* Exercise material:
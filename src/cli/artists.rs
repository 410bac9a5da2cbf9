use std::{path::PathBuf, time::Duration};

use indicatif::{ProgressBar, ProgressStyle};
use tabled::Table;

use crate::{
    config::Credentials, error, export, normalize, spotify, spotify::FetchError, success,
};

pub async fn export_artists(genre: String, limit: u32, output: Option<PathBuf>) {
    let credentials = Credentials::from_env();
    let output = output.unwrap_or_else(|| PathBuf::from(format!("{}_artists.csv", genre)));

    let pb = ProgressBar::new_spinner();
    pb.set_message(format!("Searching artists for genre {}...", genre));
    pb.enable_steady_tick(Duration::from_millis(100));
    pb.set_style(
        ProgressStyle::with_template("{spinner:.blue} {msg}")
            .unwrap()
            .tick_chars("⠋⠙⠹⠸⠼⠴⠦⠧⠇⠏"),
    );

    let items = match spotify::artists::search_artists_by_genre(&credentials, &genre, limit).await {
        Ok(items) => items,
        Err(e) => {
            pb.finish_and_clear();
            match e {
                FetchError::Auth(msg) => error!("Token error: {}", msg),
                FetchError::Transport(err) => {
                    error!("An error occurred during the API request: {}", err)
                }
                FetchError::Shape(key) => error!("Expected data missing: {}", key),
            }
        }
    };
    pb.finish_and_clear();

    let records = normalize::artists_to_records(&items);

    if let Err(e) = export::save_csv(&records, &output) {
        error!("Failed to write {}: {}", output.display(), e);
    }

    if !records.is_empty() {
        success!(
            "Data saved to {} ({} artists).",
            output.display(),
            records.len()
        );
        println!("{}", Table::new(&records));
    }
}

* Your task: Scan the listing and report each line where the word "spotify" shows up.

* Task result:
    config::Credentials, error, export, normalize, spotify, spotify::FetchError, success,
    let items = match spotify::artists::search_artists_by_genre(&credentials, &genre, limit).await {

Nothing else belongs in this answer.